TASK REQUIREMENTS: Filter the listing so that only lines with the word "AccessTokenClaims" remain.

[PROVIDED RECORDS — start]

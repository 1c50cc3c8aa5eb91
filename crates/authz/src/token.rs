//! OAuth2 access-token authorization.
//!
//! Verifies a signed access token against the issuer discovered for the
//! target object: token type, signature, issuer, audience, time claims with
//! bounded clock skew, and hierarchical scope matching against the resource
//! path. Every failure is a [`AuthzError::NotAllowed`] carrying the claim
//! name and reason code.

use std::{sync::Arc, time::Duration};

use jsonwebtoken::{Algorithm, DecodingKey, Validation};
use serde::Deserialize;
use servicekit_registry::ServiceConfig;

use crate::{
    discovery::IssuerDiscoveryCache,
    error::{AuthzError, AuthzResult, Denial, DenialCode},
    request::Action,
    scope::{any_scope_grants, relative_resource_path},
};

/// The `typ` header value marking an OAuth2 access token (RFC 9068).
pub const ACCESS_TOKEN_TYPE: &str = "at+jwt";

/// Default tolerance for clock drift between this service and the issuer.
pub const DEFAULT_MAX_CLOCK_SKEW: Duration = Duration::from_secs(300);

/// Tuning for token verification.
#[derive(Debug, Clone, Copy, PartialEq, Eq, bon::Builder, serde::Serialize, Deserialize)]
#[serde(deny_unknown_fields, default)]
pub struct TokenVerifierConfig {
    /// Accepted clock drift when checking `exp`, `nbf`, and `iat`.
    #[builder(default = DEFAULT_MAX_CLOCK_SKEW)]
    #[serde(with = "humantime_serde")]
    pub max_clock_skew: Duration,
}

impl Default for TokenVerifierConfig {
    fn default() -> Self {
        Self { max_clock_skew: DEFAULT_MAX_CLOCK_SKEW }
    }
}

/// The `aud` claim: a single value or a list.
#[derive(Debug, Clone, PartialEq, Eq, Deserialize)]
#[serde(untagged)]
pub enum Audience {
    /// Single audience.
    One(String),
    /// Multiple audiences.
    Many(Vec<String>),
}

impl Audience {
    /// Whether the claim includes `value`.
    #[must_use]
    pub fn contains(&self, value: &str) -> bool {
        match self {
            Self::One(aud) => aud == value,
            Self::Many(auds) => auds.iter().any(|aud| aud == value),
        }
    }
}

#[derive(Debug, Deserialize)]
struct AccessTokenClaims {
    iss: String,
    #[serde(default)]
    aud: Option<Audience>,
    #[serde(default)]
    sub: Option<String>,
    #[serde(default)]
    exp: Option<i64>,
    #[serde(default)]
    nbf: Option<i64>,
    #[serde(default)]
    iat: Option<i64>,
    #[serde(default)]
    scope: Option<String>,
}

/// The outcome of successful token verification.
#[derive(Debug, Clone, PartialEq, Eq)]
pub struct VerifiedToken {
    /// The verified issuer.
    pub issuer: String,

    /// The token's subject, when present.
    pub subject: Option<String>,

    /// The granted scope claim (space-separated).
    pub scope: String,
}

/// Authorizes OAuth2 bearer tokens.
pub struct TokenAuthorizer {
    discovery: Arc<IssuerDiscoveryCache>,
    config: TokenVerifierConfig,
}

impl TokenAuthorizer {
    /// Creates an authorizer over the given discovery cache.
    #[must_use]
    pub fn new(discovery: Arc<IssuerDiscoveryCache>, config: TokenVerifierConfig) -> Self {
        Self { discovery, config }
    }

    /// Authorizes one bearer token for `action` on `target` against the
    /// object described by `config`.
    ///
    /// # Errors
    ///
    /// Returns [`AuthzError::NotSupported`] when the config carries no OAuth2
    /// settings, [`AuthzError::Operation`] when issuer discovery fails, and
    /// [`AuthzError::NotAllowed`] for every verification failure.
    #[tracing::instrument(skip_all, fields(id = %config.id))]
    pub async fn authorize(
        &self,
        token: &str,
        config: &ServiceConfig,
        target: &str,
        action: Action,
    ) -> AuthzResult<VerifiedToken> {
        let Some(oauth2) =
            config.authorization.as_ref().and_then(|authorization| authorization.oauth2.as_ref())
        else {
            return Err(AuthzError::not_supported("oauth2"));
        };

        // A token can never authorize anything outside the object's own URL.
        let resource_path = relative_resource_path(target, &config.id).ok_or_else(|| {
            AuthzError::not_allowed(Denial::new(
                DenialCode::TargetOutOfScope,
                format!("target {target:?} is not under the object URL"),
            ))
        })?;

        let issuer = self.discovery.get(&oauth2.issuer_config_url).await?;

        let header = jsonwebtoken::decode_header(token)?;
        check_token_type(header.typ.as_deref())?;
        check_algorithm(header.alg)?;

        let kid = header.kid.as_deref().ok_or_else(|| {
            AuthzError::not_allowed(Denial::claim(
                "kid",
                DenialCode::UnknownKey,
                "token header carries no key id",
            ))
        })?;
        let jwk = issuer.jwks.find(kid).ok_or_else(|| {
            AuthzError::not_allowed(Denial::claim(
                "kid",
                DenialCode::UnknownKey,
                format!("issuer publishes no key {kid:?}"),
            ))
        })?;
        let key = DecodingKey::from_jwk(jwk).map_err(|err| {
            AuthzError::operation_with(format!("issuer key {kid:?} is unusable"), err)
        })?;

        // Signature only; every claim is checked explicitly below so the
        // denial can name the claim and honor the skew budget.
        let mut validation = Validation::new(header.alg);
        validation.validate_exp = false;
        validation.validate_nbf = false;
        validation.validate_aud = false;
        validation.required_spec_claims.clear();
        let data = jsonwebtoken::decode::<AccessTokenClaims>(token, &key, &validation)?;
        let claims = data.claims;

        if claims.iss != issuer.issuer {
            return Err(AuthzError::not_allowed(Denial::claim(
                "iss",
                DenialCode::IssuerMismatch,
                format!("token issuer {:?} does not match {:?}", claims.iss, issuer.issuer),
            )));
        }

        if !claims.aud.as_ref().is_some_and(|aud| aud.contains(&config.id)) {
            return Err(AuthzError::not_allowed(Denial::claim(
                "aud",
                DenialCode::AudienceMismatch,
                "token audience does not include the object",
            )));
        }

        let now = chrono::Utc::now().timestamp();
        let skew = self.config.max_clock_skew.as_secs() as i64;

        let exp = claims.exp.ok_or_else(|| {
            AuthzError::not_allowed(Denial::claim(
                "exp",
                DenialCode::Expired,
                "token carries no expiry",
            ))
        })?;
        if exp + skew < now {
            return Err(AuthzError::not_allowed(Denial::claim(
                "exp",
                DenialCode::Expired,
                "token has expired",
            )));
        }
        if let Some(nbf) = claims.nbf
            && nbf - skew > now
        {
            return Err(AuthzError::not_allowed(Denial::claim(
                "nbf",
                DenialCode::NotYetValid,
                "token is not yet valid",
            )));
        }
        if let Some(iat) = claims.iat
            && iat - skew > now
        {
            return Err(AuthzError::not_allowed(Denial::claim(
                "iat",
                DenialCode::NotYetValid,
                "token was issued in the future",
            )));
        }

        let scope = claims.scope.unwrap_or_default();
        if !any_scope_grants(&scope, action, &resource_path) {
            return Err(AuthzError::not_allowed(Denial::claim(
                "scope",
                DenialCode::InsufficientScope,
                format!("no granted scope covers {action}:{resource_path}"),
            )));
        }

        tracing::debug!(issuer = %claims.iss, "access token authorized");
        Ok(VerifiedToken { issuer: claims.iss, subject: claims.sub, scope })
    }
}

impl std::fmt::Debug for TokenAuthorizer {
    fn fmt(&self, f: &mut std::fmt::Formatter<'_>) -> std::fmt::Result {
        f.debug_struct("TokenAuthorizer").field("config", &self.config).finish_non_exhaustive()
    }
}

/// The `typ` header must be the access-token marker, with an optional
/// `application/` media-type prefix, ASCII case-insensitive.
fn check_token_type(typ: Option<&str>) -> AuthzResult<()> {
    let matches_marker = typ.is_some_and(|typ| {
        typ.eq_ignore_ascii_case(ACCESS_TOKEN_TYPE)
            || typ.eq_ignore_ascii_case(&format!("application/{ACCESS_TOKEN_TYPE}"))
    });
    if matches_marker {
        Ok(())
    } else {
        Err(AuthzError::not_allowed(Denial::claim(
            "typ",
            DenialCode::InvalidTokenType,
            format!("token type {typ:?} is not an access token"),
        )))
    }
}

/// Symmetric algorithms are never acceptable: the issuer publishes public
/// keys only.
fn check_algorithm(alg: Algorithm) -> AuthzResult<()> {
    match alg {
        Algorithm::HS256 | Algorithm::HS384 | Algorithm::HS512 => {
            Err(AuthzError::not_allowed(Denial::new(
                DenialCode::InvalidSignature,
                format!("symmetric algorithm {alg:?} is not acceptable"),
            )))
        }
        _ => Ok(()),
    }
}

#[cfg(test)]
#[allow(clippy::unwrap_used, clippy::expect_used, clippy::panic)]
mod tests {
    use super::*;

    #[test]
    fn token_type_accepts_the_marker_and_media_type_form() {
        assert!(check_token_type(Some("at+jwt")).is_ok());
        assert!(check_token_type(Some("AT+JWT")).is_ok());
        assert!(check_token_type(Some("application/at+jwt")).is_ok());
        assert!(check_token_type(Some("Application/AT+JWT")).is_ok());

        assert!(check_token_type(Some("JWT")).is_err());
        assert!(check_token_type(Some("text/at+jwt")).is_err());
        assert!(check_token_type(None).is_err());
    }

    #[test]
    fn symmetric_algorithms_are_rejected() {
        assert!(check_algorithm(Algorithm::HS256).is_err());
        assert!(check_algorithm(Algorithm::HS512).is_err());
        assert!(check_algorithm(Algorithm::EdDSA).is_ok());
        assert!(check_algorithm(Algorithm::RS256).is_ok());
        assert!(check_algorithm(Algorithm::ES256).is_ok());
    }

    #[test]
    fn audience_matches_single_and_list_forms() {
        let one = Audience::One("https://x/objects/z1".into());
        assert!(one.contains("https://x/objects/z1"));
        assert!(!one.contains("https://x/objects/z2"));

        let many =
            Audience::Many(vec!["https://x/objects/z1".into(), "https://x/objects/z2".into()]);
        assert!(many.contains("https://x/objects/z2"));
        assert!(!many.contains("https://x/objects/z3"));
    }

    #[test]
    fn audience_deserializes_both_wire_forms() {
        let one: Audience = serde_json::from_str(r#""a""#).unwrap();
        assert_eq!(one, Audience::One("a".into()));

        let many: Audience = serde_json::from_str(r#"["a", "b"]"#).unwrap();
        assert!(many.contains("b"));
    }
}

[PROVIDED RECORDS — finish]

WRITTEN ANSWER:
struct AccessTokenClaims {
        let data = jsonwebtoken::decode::<AccessTokenClaims>(token, &key, &validation)?;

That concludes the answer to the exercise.